Für den Hamburger Süden wurde eine ausgefeilte Baustellen-Choreografie vorgelegt. Diese scheint allerdings jetzt schon ins Wanken zu geraten.
Hamburg-Lüneburg: 9-Euro-Ticket kommt – aber kein Zug
Nun kommt eine weitere böse Überraschung hinzu: Zwischen Harburg und Lüneburg wird über den Sommer nur selten ein Metronom fahren. Die Pendlerzugverbindung wird ab dem 11. Juni bis in den August durch Gleisbauarbeiten eingeschränkt. Pendler, die ein Auto besitzen, werden auf dieses umsteigen und zum Verkehrsaufkommen im Hamburger Süden beitragen, besonders auf der Winsener Straße. Dort allerdings sind nicht nur sie und die üblichen Pendler unterwegs, sondern auch der Schienenersatzverkehr und Bauleute. Die Verkehrswende führt sich ad absurdum.

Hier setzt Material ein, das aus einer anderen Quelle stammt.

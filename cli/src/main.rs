//! Pulse CLI - one probe run per invocation.
//!
//! ```text
//! main() -> FileConfigStore::load -> SqliteResultStore::open
//!        -> RunOrchestrator::run -> ResultSet as JSON on stdout
//! ```
//!
//! Logs go to stderr, or are appended to `$PULSE_LOG_FILE` when set, so
//! stdout carries only the results.

use std::env;
use std::fs::{self, OpenOptions};
use std::io::{self, Write};
use std::path::PathBuf;
use std::sync::{Arc, Mutex};

use anyhow::{Context, Result};
use tracing_subscriber::{EnvFilter, fmt, prelude::*};

use pulse_config::{ConfigSink, FileConfigStore};
use pulse_engine::RunOrchestrator;
use pulse_storage::SqliteResultStore;

const LOG_FILE_ENV_VAR: &str = "PULSE_LOG_FILE";

fn init_tracing() {
    let env_filter = EnvFilter::try_from_default_env()
        .or_else(|_| EnvFilter::try_new("info"))
        .unwrap_or_else(|_| EnvFilter::new("warn"));

    let (log_file, init_warning) = open_log_file();

    if let Some((log_path, file)) = log_file {
        tracing_subscriber::registry()
            .with(fmt::layer().with_ansi(false).with_writer(Mutex::new(file)))
            .with(env_filter)
            .init();

        tracing::info!(path = %log_path.display(), "Logging initialized");
        return;
    }

    tracing_subscriber::registry()
        .with(fmt::layer().with_writer(io::stderr))
        .with(env_filter)
        .init();

    if let Some(warning) = init_warning {
        tracing::warn!("{warning}");
    }
}

fn open_log_file() -> (Option<(PathBuf, fs::File)>, Option<String>) {
    let Some(path) = env::var_os(LOG_FILE_ENV_VAR)
        .filter(|value| !value.is_empty())
        .map(PathBuf::from)
    else {
        return (None, None);
    };

    if let Some(parent) = path.parent()
        && !parent.as_os_str().is_empty()
        && let Err(e) = fs::create_dir_all(parent)
    {
        return (
            None,
            Some(format!("Failed to create log dir {}: {e}", parent.display())),
        );
    }

    match OpenOptions::new().create(true).append(true).open(&path) {
        Ok(file) => (Some((path, file)), None),
        Err(e) => (
            None,
            Some(format!("Failed to open log file {}: {e}", path.display())),
        ),
    }
}

#[tokio::main]
async fn main() -> Result<()> {
    init_tracing();

    if let Err(err) = run().await {
        tracing::error!("{err:#}");
        return Err(err);
    }
    Ok(())
}

async fn run() -> Result<()> {
    let store = FileConfigStore::from_env()?;
    let config = store
        .load()
        .with_context(|| format!("Failed to load config from {}", store.path().display()))?;

    let db_path = config
        .storage
        .resolved_path()
        .context("Could not determine results database path (set storage.path)")?;
    let results = SqliteResultStore::open(&db_path)?;

    let mut orchestrator = RunOrchestrator::new(Arc::new(store), results);
    let report = orchestrator.run(&config).await?;

    let mut stdout = io::stdout().lock();
    serde_json::to_writer_pretty(&mut stdout, &report.results)
        .context("Failed to write results")?;
    writeln!(stdout).context("Failed to write results")?;
    Ok(())
}
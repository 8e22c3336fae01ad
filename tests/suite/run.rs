//! Full runs against a mocked API and fleet

use std::sync::Arc;
use std::time::Duration;

use pulse_auth::TokenState;
use pulse_config::{Config, ConfigSink, FileConfigStore};
use pulse_engine::RunOrchestrator;
use pulse_storage::SqliteResultStore;
use tempfile::TempDir;
use wiremock::{MockServer, ResponseTemplate};

use crate::common::{
    host_of, mount_auth_check, mount_probe, mount_sign_in, token_body, write_config,
};

fn orchestrator(store: &FileConfigStore) -> (RunOrchestrator<SqliteResultStore>, Config) {
    let config = store.load().expect("config loads");
    let db = config.storage.resolved_path().expect("storage path");
    let results = SqliteResultStore::open(db).expect("database opens");
    (
        RunOrchestrator::new(Arc::new(store.clone()), results),
        config,
    )
}

#[tokio::test]
async fn valid_token_probes_and_stores_every_host() {
    let dir = TempDir::new().unwrap();
    let api = MockServer::start().await;
    let fleet_a = MockServer::start().await;
    let fleet_b = MockServer::start().await;

    mount_auth_check(&api, "tok1", 200).await;
    mount_sign_in(&api, token_body("unused"), 0).await;
    mount_probe(&fleet_a, "tok1", ResponseTemplate::new(200)).await;
    mount_probe(&fleet_b, "tok1", ResponseTemplate::new(200)).await;

    let hosts = [host_of(&fleet_a), host_of(&fleet_b)];
    let store = FileConfigStore::new(write_config(dir.path(), &api, "tok1", &hosts));
    let (mut orchestrator, config) = orchestrator(&store);

    let report = orchestrator.run(&config).await.unwrap();

    assert_eq!(report.token_state, TokenState::Valid);
    assert_eq!(report.results.len(), 2);
    for host in &hosts {
        let outcome = report.results.get(host).unwrap();
        assert_eq!(outcome.status_code, 200);
    }
    assert_eq!(report.persisted, 2);

    let rows = orchestrator.sink().results().unwrap();
    assert_eq!(rows.len(), 2);
    for row in rows {
        let outcome = report
            .results
            .iter()
            .find(|outcome| outcome.host.as_str() == row.host)
            .unwrap();
        assert_eq!(row.status_code, outcome.status_code);
        assert_eq!(row.response_time, outcome.latency_ms);
    }
}

#[tokio::test]
async fn rejected_token_is_refreshed_persisted_and_used() {
    let dir = TempDir::new().unwrap();
    let api = MockServer::start().await;
    let fleet = MockServer::start().await;

    mount_auth_check(&api, "tok1", 401).await;
    mount_sign_in(&api, token_body("tok2"), 1).await;
    mount_probe(&fleet, "tok2", ResponseTemplate::new(200)).await;

    let store = FileConfigStore::new(write_config(dir.path(), &api, "tok1", &[host_of(&fleet)]));
    let (mut orchestrator, config) = orchestrator(&store);

    let report = orchestrator.run(&config).await.unwrap();

    assert_eq!(report.token_state, TokenState::Refreshed);
    assert_eq!(
        report.results.get(&host_of(&fleet)).unwrap().status_code,
        200
    );

    let reloaded = store.load().unwrap();
    assert_eq!(reloaded.credential().as_str(), "tok2");
    let written = std::fs::read_to_string(store.path()).unwrap();
    assert!(written.starts_with("# written by the integration suite"));
}

#[tokio::test]
async fn failed_refresh_probes_with_stored_token() {
    let dir = TempDir::new().unwrap();
    let api = MockServer::start().await;
    let fleet = MockServer::start().await;

    mount_auth_check(&api, "tok1", 401).await;
    mount_sign_in(
        &api,
        ResponseTemplate::new(403).set_body_json(serde_json::json!({ "result": ["Wrong password"] })),
        1,
    )
    .await;
    mount_probe(&fleet, "tok1", ResponseTemplate::new(401)).await;

    let store = FileConfigStore::new(write_config(dir.path(), &api, "tok1", &[host_of(&fleet)]));
    let (mut orchestrator, config) = orchestrator(&store);

    let report = orchestrator.run(&config).await.unwrap();

    assert_eq!(report.token_state, TokenState::RefreshFailed);
    assert_eq!(
        report.results.get(&host_of(&fleet)).unwrap().status_code,
        401
    );
    assert_eq!(store.load().unwrap().credential().as_str(), "tok1");
    assert_eq!(orchestrator.sink().results().unwrap()[0].status_code, 401);
}

#[tokio::test]
async fn slow_host_is_recorded_without_a_status() {
    let dir = TempDir::new().unwrap();
    let api = MockServer::start().await;
    let slow = MockServer::start().await;
    let fast = MockServer::start().await;

    mount_auth_check(&api, "tok1", 200).await;
    mount_probe(
        &slow,
        "tok1",
        ResponseTemplate::new(200).set_delay(Duration::from_secs(3)),
    )
    .await;
    mount_probe(&fast, "tok1", ResponseTemplate::new(200)).await;

    let store = FileConfigStore::new(write_config(
        dir.path(),
        &api,
        "tok1",
        &[host_of(&slow), host_of(&fast)],
    ));
    let (mut orchestrator, config) = orchestrator(&store);

    let report = orchestrator.run(&config).await.unwrap();

    let slow = report.results.get(&host_of(&slow)).unwrap();
    assert_eq!(slow.status_code, 0);
    assert!(slow.latency_ms >= 1_000);
    assert_eq!(report.results.get(&host_of(&fast)).unwrap().status_code, 200);
    assert_eq!(report.persisted, 2);
}

#[tokio::test]
async fn stored_latency_matches_response_delay() {
    let dir = TempDir::new().unwrap();
    let api = MockServer::start().await;
    let quick = MockServer::start().await;
    let sluggish = MockServer::start().await;
    let quick_delay = Duration::from_millis(50);
    let sluggish_delay = Duration::from_millis(400);

    mount_auth_check(&api, "tok1", 200).await;
    mount_probe(&quick, "tok1", ResponseTemplate::new(200).set_delay(quick_delay)).await;
    mount_probe(
        &sluggish,
        "tok1",
        ResponseTemplate::new(200).set_delay(sluggish_delay),
    )
    .await;

    let store = FileConfigStore::new(write_config(
        dir.path(),
        &api,
        "tok1",
        &[host_of(&quick), host_of(&sluggish)],
    ));
    let (mut orchestrator, config) = orchestrator(&store);
    let deadline = config.probe.timeout();

    let report = orchestrator.run(&config).await.unwrap();
    let rows = orchestrator.sink().results().unwrap();
    assert_eq!(rows.len(), 2);

    for (server, delay) in [(&quick, quick_delay), (&sluggish, sluggish_delay)] {
        let outcome = report.results.get(&host_of(server)).unwrap();
        assert_eq!(outcome.status_code, 200);
        let latency = Duration::from_millis(outcome.latency_ms);
        assert!(latency >= delay, "latency {latency:?} for delay {delay:?}");
        assert!(latency < deadline, "latency {latency:?}");

        let row = rows
            .iter()
            .find(|row| row.host == outcome.host.as_str())
            .unwrap();
        assert_eq!(row.response_time, outcome.latency_ms);
        assert_eq!(row.status_code, 200);
    }
}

Das 9-Euro-Ticket kommt – aber kein Zug. Zumindest auf der Strecke Hamburg-Lüneburg bleiben die Menschen bei der Regionalzug-Offensive außenvor. Der Grund Gleisbauarbeiten an der Strecke – einem der höchstfrequentierten Bahnabschnitte Deutschlands. Bei solchen Einschränkungen hat der Fernverkehr Priorität, der Nah- und Regionalverkehr muss leiden. Für den Metronom bedeutet das: Nur eine Fahrt pro Richtung und Stunde.
In der Hauptverkehrszeit sind stündlich je Richtung bis zu vier Züge auf den Gleisen. Vorrang und Nachordnung gibt es auch beim Metronom: Fahren werden hauptsächlich die schnellen Verbindungen, die zwischen Harburg und Lüneburg lediglich noch in Stelle und Winsen halten. Der „Bummelzug“ mit zusätzlichen Halten in Meckelfeld, Maschen, Ashausen, Radbruch und Bardowick fällt nahezu komplett weg und die Nachtzüge fallen ganz aus.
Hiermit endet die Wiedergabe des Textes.